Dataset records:
--------

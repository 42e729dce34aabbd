//! Transcript tail reader.
//!
//! Claude Code transcripts are JSONL; only the most recent entries can
//! mention the rate limit that triggered this Stop event, so the reader
//! keeps a bounded tail and drops lines that fail to parse.

use fs_err as fs;
use serde_json::Value;
use std::path::Path;

/// Lines read from the end of the transcript file.
pub const TAIL_LINES: usize = 100;

/// Of the tail, only this many of the newest entries are searched.
pub const SEARCH_ENTRIES: usize = 20;

/// Reads up to [`TAIL_LINES`] trailing entries. A missing or unreadable
/// transcript is an empty tail, never an error; the hook must not fail a
/// Stop event over a transcript problem.
pub fn read_tail(path: &Path) -> Vec<Value> {
    let raw = match fs::read_to_string(path) {
        Ok(raw) => raw,
        Err(err) => {
            tracing::debug!(path = %path.display(), error = %err, "Transcript unreadable");
            return Vec::new();
        }
    };
    let lines: Vec<&str> = raw.lines().collect();
    let start = lines.len().saturating_sub(TAIL_LINES);
    lines[start..]
        .iter()
        .filter_map(|line| {
            let line = line.trim();
            if line.is_empty() {
                return None;
            }
            serde_json::from_str(line).ok()
        })
        .collect()
}

/// Concatenates the newest [`SEARCH_ENTRIES`] entries into one searchable
/// string.
pub fn search_text(entries: &[Value]) -> String {
    let start = entries.len().saturating_sub(SEARCH_ENTRIES);
    entries[start..]
        .iter()
        .map(|entry| entry.to_string())
        .collect::<Vec<_>>()
        .join(" ")
}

--------

# Activity:
Nothing but the lines from the one containing "let start = entries.len().saturating_sub(SEARCH_ENTRIES);" through the last line of the data above should be set down, word for word.

# Problem solution:
    let start = entries.len().saturating_sub(SEARCH_ENTRIES);
    entries[start..]
        .iter()
        .map(|entry| entry.to_string())
        .collect::<Vec<_>>()
        .join(" ")
}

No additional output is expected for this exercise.